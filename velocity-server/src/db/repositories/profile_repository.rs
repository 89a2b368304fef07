use anyhow::{Context, Result};
use chrono::Utc;
use rusqlite::{OptionalExtension, Row};
use uuid::Uuid;

use velocity_types::{Profile, SubscriptionTier};

use crate::db::{invalid_column, parse_timestamp, parse_uuid, timestamp, DbPool};

const PROFILE_COLUMNS: &str = "id, email, subscription_tier, billing_customer_id, created_at";

fn profile_from_row(row: &Row) -> rusqlite::Result<Profile> {
    let tier: String = row.get(2)?;
    Ok(Profile {
        id: parse_uuid(0, row.get(0)?)?,
        email: row.get(1)?,
        subscription_tier: SubscriptionTier::parse(&tier)
            .ok_or_else(|| invalid_column(2, "subscription_tier", &tier))?,
        billing_customer_id: row.get(3)?,
        created_at: parse_timestamp(4, row.get(4)?)?,
    })
}

pub struct ProfileRepository {
    pool: DbPool,
}

impl ProfileRepository {
    pub fn new(pool: DbPool) -> Self {
        Self { pool }
    }

    /// Get profile by ID
    pub fn get_by_id(&self, user_id: &Uuid) -> Result<Option<Profile>> {
        let conn = self.pool.get()?;
        let profile = conn
            .query_row(
                &format!("SELECT {} FROM profiles WHERE id = ?", PROFILE_COLUMNS),
                [user_id.to_string()],
                profile_from_row,
            )
            .optional()
            .context("Failed to load profile")?;
        Ok(profile)
    }

    /// Get profile by email, ignoring case
    pub fn get_by_email(&self, email: &str) -> Result<Option<Profile>> {
        let conn = self.pool.get()?;
        let profile = conn
            .query_row(
                &format!("SELECT {} FROM profiles WHERE email = ?", PROFILE_COLUMNS),
                [email.trim()],
                profile_from_row,
            )
            .optional()
            .context("Failed to load profile by email")?;
        Ok(profile)
    }

    /// Return the profile for `email`, creating a free one on first sight
    pub fn get_or_create(&self, email: &str) -> Result<Profile> {
        let email = email.trim();
        if let Some(existing) = self.get_by_email(email)? {
            return Ok(existing);
        }

        let profile = Profile {
            id: Uuid::new_v4(),
            email: email.to_string(),
            subscription_tier: SubscriptionTier::Free,
            billing_customer_id: None,
            created_at: Utc::now(),
        };

        let conn = self.pool.get()?;
        conn.execute(
            "INSERT OR IGNORE INTO profiles (id, email, subscription_tier, created_at) VALUES (?1, ?2, ?3, ?4)",
            rusqlite::params![
                profile.id.to_string(),
                &profile.email,
                profile.subscription_tier.as_str(),
                timestamp(profile.created_at),
            ],
        )
        .context("Failed to create profile")?;

        // A concurrent login may have won the insert
        self.get_by_email(email)?
            .context("Profile missing after insert")
    }

    /// Change the tier of the profile with `email`. Returns false when no such profile exists.
    pub fn set_tier(&self, email: &str, tier: SubscriptionTier) -> Result<bool> {
        let conn = self.pool.get()?;
        let rows = conn
            .execute(
                "UPDATE profiles SET subscription_tier = ?1 WHERE email = ?2",
                rusqlite::params![tier.as_str(), email.trim()],
            )
            .context("Failed to update subscription tier")?;
        Ok(rows > 0)
    }

    pub fn set_api_key(&self, user_id: &Uuid, api_key: &str) -> Result<()> {
        let conn = self.pool.get()?;
        conn.execute(
            "UPDATE profiles SET api_key = ?1 WHERE id = ?2",
            rusqlite::params![api_key, user_id.to_string()],
        )
        .context("Failed to store API key")?;
        Ok(())
    }

    pub fn has_api_key(&self, user_id: &Uuid) -> Result<bool> {
        let conn = self.pool.get()?;
        let exists = conn
            .query_row(
                "SELECT api_key IS NOT NULL FROM profiles WHERE id = ?",
                [user_id.to_string()],
                |row| row.get::<_, bool>(0),
            )
            .optional()
            .context("Failed to check API key")?;
        Ok(exists.unwrap_or(false))
    }

    /// Get the profile owning `api_key`
    pub fn get_by_api_key(&self, api_key: &str) -> Result<Option<Profile>> {
        let conn = self.pool.get()?;
        let profile = conn
            .query_row(
                &format!("SELECT {} FROM profiles WHERE api_key = ?", PROFILE_COLUMNS),
                [api_key],
                profile_from_row,
            )
            .optional()
            .context("Failed to load profile by API key")?;
        Ok(profile)
    }

    pub fn list_all(&self) -> Result<Vec<Profile>> {
        let conn = self.pool.get()?;
        let mut stmt = conn.prepare(&format!(
            "SELECT {} FROM profiles ORDER BY email",
            PROFILE_COLUMNS
        ))?;
        let profiles = stmt
            .query_map([], profile_from_row)?
            .collect::<Result<Vec<_>, _>>()?;
        Ok(profiles)
    }
}

#[cfg(test)]
mod tests {
    use super::*;
    use crate::db::Database;

    fn setup() -> ProfileRepository {
        let db = Database::in_memory().expect("Failed to create test database");
        db.initialize().expect("Failed to initialize database");
        ProfileRepository::new(db.pool)
    }

    #[test]
    fn test_get_or_create_is_idempotent() {
        let repo = setup();
        let first = repo.get_or_create("new@velocity.app").unwrap();
        let second = repo.get_or_create(" NEW@velocity.app ").unwrap();

        assert_eq!(first.id, second.id);
        assert_eq!(first.subscription_tier, SubscriptionTier::Free);
        assert_eq!(repo.list_all().unwrap().len(), 1);
    }

    #[test]
    fn test_set_tier() {
        let repo = setup();
        let profile = repo.get_or_create("upgrade@velocity.app").unwrap();

        assert!(repo.set_tier("upgrade@velocity.app", SubscriptionTier::Pro).unwrap());
        assert!(!repo.set_tier("missing@velocity.app", SubscriptionTier::Pro).unwrap());

        let reloaded = repo.get_by_id(&profile.id).unwrap().unwrap();
        assert_eq!(reloaded.subscription_tier, SubscriptionTier::Pro);
    }

    #[test]
    fn test_api_key_lookup() {
        let repo = setup();
        let profile = repo.get_or_create("api@velocity.app").unwrap();
        assert!(!repo.has_api_key(&profile.id).unwrap());

        repo.set_api_key(&profile.id, "vl_sk_live_abc").unwrap();
        assert!(repo.has_api_key(&profile.id).unwrap());

        let owner = repo.get_by_api_key("vl_sk_live_abc").unwrap().unwrap();
        assert_eq!(owner.id, profile.id);
        assert!(repo.get_by_api_key("vl_sk_live_other").unwrap().is_none());
    }
}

--- --- ---

• WORK INSTRUCTIONS
Would you transcribe every entry exactly?

• RESPONSE TO THIS EXERCISE
filename velocity-server/src/db/repositories/profile_repository.rs
repository 89a2b368304fef07
use anyhow::{Context, Result};
use chrono::Utc;
use rusqlite::{OptionalExtension, Row};
use uuid::Uuid;

use velocity_types::{Profile, SubscriptionTier};

use crate::db::{invalid_column, parse_timestamp, parse_uuid, timestamp, DbPool};

const PROFILE_COLUMNS: &str = "id, email, subscription_tier, billing_customer_id, created_at";

fn profile_from_row(row: &Row) -> rusqlite::Result<Profile> {
    let tier: String = row.get(2)?;
    Ok(Profile {
        id: parse_uuid(0, row.get(0)?)?,
        email: row.get(1)?,
        subscription_tier: SubscriptionTier::parse(&tier)
            .ok_or_else(|| invalid_column(2, "subscription_tier", &tier))?,
        billing_customer_id: row.get(3)?,
        created_at: parse_timestamp(4, row.get(4)?)?,
    })
}

pub struct ProfileRepository {
    pool: DbPool,
}

impl ProfileRepository {
    pub fn new(pool: DbPool) -> Self {
        Self { pool }
    }

    /// Get profile by ID
    pub fn get_by_id(&self, user_id: &Uuid) -> Result<Option<Profile>> {
        let conn = self.pool.get()?;
        let profile = conn
            .query_row(
                &format!("SELECT {} FROM profiles WHERE id = ?", PROFILE_COLUMNS),
                [user_id.to_string()],
                profile_from_row,
            )
            .optional()
            .context("Failed to load profile")?;
        Ok(profile)
    }

    /// Get profile by email, ignoring case
    pub fn get_by_email(&self, email: &str) -> Result<Option<Profile>> {
        let conn = self.pool.get()?;
        let profile = conn
            .query_row(
                &format!("SELECT {} FROM profiles WHERE email = ?", PROFILE_COLUMNS),
                [email.trim()],
                profile_from_row,
            )
            .optional()
            .context("Failed to load profile by email")?;
        Ok(profile)
    }

    /// Return the profile for `email`, creating a free one on first sight
    pub fn get_or_create(&self, email: &str) -> Result<Profile> {
        let email = email.trim();
        if let Some(existing) = self.get_by_email(email)? {
            return Ok(existing);
        }

        let profile = Profile {
            id: Uuid::new_v4(),
            email: email.to_string(),
            subscription_tier: SubscriptionTier::Free,
            billing_customer_id: None,
            created_at: Utc::now(),
        };

        let conn = self.pool.get()?;
        conn.execute(
            "INSERT OR IGNORE INTO profiles (id, email, subscription_tier, created_at) VALUES (?1, ?2, ?3, ?4)",
            rusqlite::params![
                profile.id.to_string(),
                &profile.email,
                profile.subscription_tier.as_str(),
                timestamp(profile.created_at),
            ],
        )
        .context("Failed to create profile")?;

        // A concurrent login may have won the insert
        self.get_by_email(email)?
            .context("Profile missing after insert")
    }

    /// Change the tier of the profile with `email`. Returns false when no such profile exists.
    pub fn set_tier(&self, email: &str, tier: SubscriptionTier) -> Result<bool> {
        let conn = self.pool.get()?;
        let rows = conn
            .execute(
                "UPDATE profiles SET subscription_tier = ?1 WHERE email = ?2",
                rusqlite::params![tier.as_str(), email.trim()],
            )
            .context("Failed to update subscription tier")?;
        Ok(rows > 0)
    }

    pub fn set_api_key(&self, user_id: &Uuid, api_key: &str) -> Result<()> {
        let conn = self.pool.get()?;
        conn.execute(
            "UPDATE profiles SET api_key = ?1 WHERE id = ?2",
            rusqlite::params![api_key, user_id.to_string()],
        )
        .context("Failed to store API key")?;
        Ok(())
    }

    pub fn has_api_key(&self, user_id: &Uuid) -> Result<bool> {
        let conn = self.pool.get()?;
        let exists = conn
            .query_row(
                "SELECT api_key IS NOT NULL FROM profiles WHERE id = ?",
                [user_id.to_string()],
                |row| row.get::<_, bool>(0),
            )
            .optional()
            .context("Failed to check API key")?;
        Ok(exists.unwrap_or(false))
    }

    /// Get the profile owning `api_key`
    pub fn get_by_api_key(&self, api_key: &str) -> Result<Option<Profile>> {
        let conn = self.pool.get()?;
        let profile = conn
            .query_row(
                &format!("SELECT {} FROM profiles WHERE api_key = ?", PROFILE_COLUMNS),
                [api_key],
                profile_from_row,
            )
            .optional()
            .context("Failed to load profile by API key")?;
        Ok(profile)
    }

    pub fn list_all(&self) -> Result<Vec<Profile>> {
        let conn = self.pool.get()?;
        let mut stmt = conn.prepare(&format!(
            "SELECT {} FROM profiles ORDER BY email",
            PROFILE_COLUMNS
        ))?;
        let profiles = stmt
            .query_map([], profile_from_row)?
            .collect::<Result<Vec<_>, _>>()?;
        Ok(profiles)
    }
}

#[cfg(test)]
mod tests {
    use super::*;
    use crate::db::Database;

    fn setup() -> ProfileRepository {
        let db = Database::in_memory().expect("Failed to create test database");
        db.initialize().expect("Failed to initialize database");
        ProfileRepository::new(db.pool)
    }

    #[test]
    fn test_get_or_create_is_idempotent() {
        let repo = setup();
        let first = repo.get_or_create("new@velocity.app").unwrap();
        let second = repo.get_or_create(" NEW@velocity.app ").unwrap();

        assert_eq!(first.id, second.id);
        assert_eq!(first.subscription_tier, SubscriptionTier::Free);
        assert_eq!(repo.list_all().unwrap().len(), 1);
    }

    #[test]
    fn test_set_tier() {
        let repo = setup();
        let profile = repo.get_or_create("upgrade@velocity.app").unwrap();

        assert!(repo.set_tier("upgrade@velocity.app", SubscriptionTier::Pro).unwrap());
        assert!(!repo.set_tier("missing@velocity.app", SubscriptionTier::Pro).unwrap());

        let reloaded = repo.get_by_id(&profile.id).unwrap().unwrap();
        assert_eq!(reloaded.subscription_tier, SubscriptionTier::Pro);
    }

    #[test]
    fn test_api_key_lookup() {
        let repo = setup();
        let profile = repo.get_or_create("api@velocity.app").unwrap();
        assert!(!repo.has_api_key(&profile.id).unwrap());

        repo.set_api_key(&profile.id, "vl_sk_live_abc").unwrap();
        assert!(repo.has_api_key(&profile.id).unwrap());

        let owner = repo.get_by_api_key("vl_sk_live_abc").unwrap().unwrap();
        assert_eq!(owner.id, profile.id);
        assert!(repo.get_by_api_key("vl_sk_live_other").unwrap().is_none());
    }
}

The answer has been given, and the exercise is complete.